• [TASK ITEM] The records below hold a stretch from the line with "return Err(ProtoError::Truncated);" through the line with "let mut elements"; return exactly those lines, ends included, and nothing more.

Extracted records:
*-*-*

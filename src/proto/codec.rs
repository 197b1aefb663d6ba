//! Wire codec (C9): frame header encode/decode plus the typed body readers
//! used to decode `STORE_*` request payloads. All multi-byte integers are
//! big-endian, matching the original wire format.

use crate::datum::{Datum, DatumRegex};
use crate::error::ProtoError;

/// Frame bodies above this size are rejected outright rather than buffered;
/// a single malformed length field should not let a peer force an unbounded
/// allocation.
pub const MAX_BODY_LEN: u32 = 16 * 1024 * 1024;

pub const HEADER_LEN: usize = 8;

pub fn encode_frame(msg_type: u32, body: &[u8]) -> Vec<u8> {
    let mut out = Vec::with_capacity(HEADER_LEN + body.len());
    out.extend_from_slice(&msg_type.to_be_bytes());
    out.extend_from_slice(&(body.len() as u32).to_be_bytes());
    out.extend_from_slice(body);
    out
}

/// Decodes the 8-byte frame header: `(message type, body length)`.
pub fn decode_header(bytes: &[u8]) -> Result<(u32, u32), ProtoError> {
    if bytes.len() != HEADER_LEN {
        return Err(ProtoError::MalformedHeader);
    }
    let msg_type = u32::from_be_bytes(bytes[0..4].try_into().unwrap());
    let len = u32::from_be_bytes(bytes[4..8].try_into().unwrap());
    if len > MAX_BODY_LEN {
        return Err(ProtoError::OversizeBody(len as usize));
    }
    Ok((msg_type, len))
}

/// A cursor over a decoded frame body.
pub struct BodyReader<'a> {
    buf: &'a [u8],
    pos: usize,
}

impl<'a> BodyReader<'a> {
    pub fn new(buf: &'a [u8]) -> Self {
        BodyReader { buf, pos: 0 }
    }

    pub fn has_remaining(&self) -> bool {
        self.pos < self.buf.len()
    }

    fn take(&mut self, n: usize) -> Result<&'a [u8], ProtoError> {
        if self.pos + n > self.buf.len() {
            return Err(ProtoError::Truncated);
        }
        let slice = &self.buf[self.pos..self.pos + n];
        self.pos += n;
        Ok(slice)
    }

    pub fn u8(&mut self) -> Result<u8, ProtoError> {
        Ok(self.take(1)?[0])
    }

    pub fn u32(&mut self) -> Result<u32, ProtoError> {
        Ok(u32::from_be_bytes(self.take(4)?.try_into().unwrap()))
    }

    pub fn i64(&mut self) -> Result<i64, ProtoError> {
        Ok(i64::from_be_bytes(self.take(8)?.try_into().unwrap()))
    }

    pub fn f64(&mut self) -> Result<f64, ProtoError> {
        Ok(f64::from_bits(u64::from_be_bytes(self.take(8)?.try_into().unwrap())))
    }

    pub fn bytes(&mut self) -> Result<Vec<u8>, ProtoError> {
        let n = self.u32()? as usize;
        Ok(self.take(n)?.to_vec())
    }

    pub fn string(&mut self) -> Result<String, ProtoError> {
        let raw = self.bytes()?;
        String::from_utf8(raw).map_err(|_| ProtoError::InvalidUtf8)
    }

    pub fn string_list(&mut self) -> Result<Vec<String>, ProtoError> {
        let n = self.u32()? as usize;
        (0..n).map(|_| self.string()).collect()
    }

    pub fn datum(&mut self) -> Result<Datum, ProtoError> {
        match self.u8()? {
            0 => Ok(Datum::Null),
            1 => Ok(Datum::Integer(self.i64()?)),
            2 => Ok(Datum::Decimal(self.f64()?)),
            3 => Ok(Datum::String(self.string()?)),
            4 => Ok(Datum::Datetime(self.i64()?)),
            5 => Ok(Datum::Binary(self.bytes()?)),
            6 => Ok(Datum::Regex(DatumRegex::new(self.string()?))),
            7 => {
                let tag = self.u8()?;
                let scalar = scalar_tag_from_u8(tag)?;
                let n = self.u32()? as usize;
                let mut elements = Vec::with_capacity(n);
                for _ in 0..n {
                    elements.push(self.datum()?);
                }
                Datum::array(scalar, elements).map_err(|_| ProtoError::MalformedHeader)
            }
            t => Err(ProtoError::UnknownDatumTag(t as u32)),
        }
    }
}

fn scalar_tag_from_u8(tag: u8) -> Result<crate::datum::ScalarTag, ProtoError> {
    use crate::datum::ScalarTag::*;
    match tag {
        1 => Ok(Integer),
        2 => Ok(Decimal),
        3 => Ok(String),
        4 => Ok(Datetime),
        5 => Ok(Binary),
        6 => Ok(Regex),
        _ => Err(ProtoError::UnknownDatumTag(tag as u32)),
    }
}

/// Encodes a body buffer symmetrically to [`BodyReader`]; used by tests and
/// by any future client-side encoder sharing this codec.
#[derive(Default)]
pub struct BodyWriter(Vec<u8>);

impl BodyWriter {
    pub fn new() -> Self {
        BodyWriter(Vec::new())
    }

    pub fn into_bytes(self) -> Vec<u8> {
        self.0
    }

    pub fn u8(&mut self, v: u8) -> &mut Self {
        self.0.push(v);
        self
    }

    pub fn u32(&mut self, v: u32) -> &mut Self {
        self.0.extend_from_slice(&v.to_be_bytes());
        self
    }

    pub fn i64(&mut self, v: i64) -> &mut Self {
        self.0.extend_from_slice(&v.to_be_bytes());
        self
    }

    pub fn f64(&mut self, v: f64) -> &mut Self {
        self.0.extend_from_slice(&v.to_bits().to_be_bytes());
        self
    }

    pub fn bytes(&mut self, b: &[u8]) -> &mut Self {
        self.u32(b.len() as u32);
        self.0.extend_from_slice(b);
        self
    }

    /// Appends `b` with no length prefix; used for reply bodies where the
    /// frame's own length already delimits the payload (e.g. the JSON tail
    /// of a `DATA` reply).
    pub fn raw(&mut self, b: &[u8]) -> &mut Self {
        self.0.extend_from_slice(b);
        self
    }

    pub fn string(&mut self, s: &str) -> &mut Self {
        self.bytes(s.as_bytes())
    }

    pub fn string_list(&mut self, items: &[String]) -> &mut Self {
        self.u32(items.len() as u32);
        for item in items {
            self.string(item);
        }
        self
    }

    pub fn datum(&mut self, d: &Datum) -> &mut Self {
        match d {
            Datum::Null => {
                self.u8(0);
            }
            Datum::Integer(v) => {
                self.u8(1).i64(*v);
            }
            Datum::Decimal(v) => {
                self.u8(2).f64(*v);
            }
            Datum::String(s) => {
                self.u8(3).string(s);
            }
            Datum::Datetime(v) => {
                self.u8(4).i64(*v);
            }
            Datum::Binary(b) => {
                self.u8(5).bytes(b);
            }
            Datum::Regex(r) => {
                self.u8(6).string(&r.source);
            }
            Datum::Array(a) => {
                self.u8(7).u8(scalar_tag_to_u8(a.elem_tag)).u32(a.elements.len() as u32);
                for el in &a.elements {
                    self.datum(el);
                }
            }
        }
        self
    }
}

fn scalar_tag_to_u8(tag: crate::datum::ScalarTag) -> u8 {
    use crate::datum::ScalarTag::*;
    match tag {
        Integer => 1,
        Decimal => 2,
        String => 3,
        Datetime => 4,
        Binary => 5,
        Regex => 6,
    }
}

#[cfg(test)]
mod tests {
    use super::*;

    #[test]
    fn frame_round_trips_through_header_and_body() {
        let frame = encode_frame(3, b"hello");
        let (msg_type, len) = decode_header(&frame[0..HEADER_LEN]).unwrap();
        assert_eq!(msg_type, 3);
        assert_eq!(len, 5);
        assert_eq!(&frame[HEADER_LEN..], b"hello");
    }

    #[test]
    fn oversize_length_is_rejected_before_any_allocation() {
        let mut header = (1u32).to_be_bytes().to_vec();
        header.extend_from_slice(&(MAX_BODY_LEN + 1).to_be_bytes());
        assert!(matches!(decode_header(&header), Err(ProtoError::OversizeBody(_))));
    }

    #[test]
    fn datum_round_trips_through_body_writer_and_reader() {
        let d = Datum::array(crate::datum::ScalarTag::Integer, vec![Datum::Integer(1), Datum::Integer(2)]).unwrap();
        let mut w = BodyWriter::new();
        w.datum(&d);
        let bytes = w.into_bytes();
        let mut r = BodyReader::new(&bytes);
        assert_eq!(r.datum().unwrap(), d);
    }

    #[test]
    fn truncated_body_is_an_error_not_a_panic() {
        let mut r = BodyReader::new(&[0, 0, 0, 1]);
        assert!(matches!(r.string(), Err(ProtoError::Truncated)));
    }
}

*-*-*

• [WORKED SOLUTION]
            return Err(ProtoError::Truncated);
        }
        let slice = &self.buf[self.pos..self.pos + n];
        self.pos += n;
        Ok(slice)
    }

    pub fn u8(&mut self) -> Result<u8, ProtoError> {
        Ok(self.take(1)?[0])
    }

    pub fn u32(&mut self) -> Result<u32, ProtoError> {
        Ok(u32::from_be_bytes(self.take(4)?.try_into().unwrap()))
    }

    pub fn i64(&mut self) -> Result<i64, ProtoError> {
        Ok(i64::from_be_bytes(self.take(8)?.try_into().unwrap()))
    }

    pub fn f64(&mut self) -> Result<f64, ProtoError> {
        Ok(f64::from_bits(u64::from_be_bytes(self.take(8)?.try_into().unwrap())))
    }

    pub fn bytes(&mut self) -> Result<Vec<u8>, ProtoError> {
        let n = self.u32()? as usize;
        Ok(self.take(n)?.to_vec())
    }

    pub fn string(&mut self) -> Result<String, ProtoError> {
        let raw = self.bytes()?;
        String::from_utf8(raw).map_err(|_| ProtoError::InvalidUtf8)
    }

    pub fn string_list(&mut self) -> Result<Vec<String>, ProtoError> {
        let n = self.u32()? as usize;
        (0..n).map(|_| self.string()).collect()
    }

    pub fn datum(&mut self) -> Result<Datum, ProtoError> {
        match self.u8()? {
            0 => Ok(Datum::Null),
            1 => Ok(Datum::Integer(self.i64()?)),
            2 => Ok(Datum::Decimal(self.f64()?)),
            3 => Ok(Datum::String(self.string()?)),
            4 => Ok(Datum::Datetime(self.i64()?)),
            5 => Ok(Datum::Binary(self.bytes()?)),
            6 => Ok(Datum::Regex(DatumRegex::new(self.string()?))),
            7 => {
                let tag = self.u8()?;
                let scalar = scalar_tag_from_u8(tag)?;
                let n = self.u32()? as usize;
                let mut elements = Vec::with_capacity(n);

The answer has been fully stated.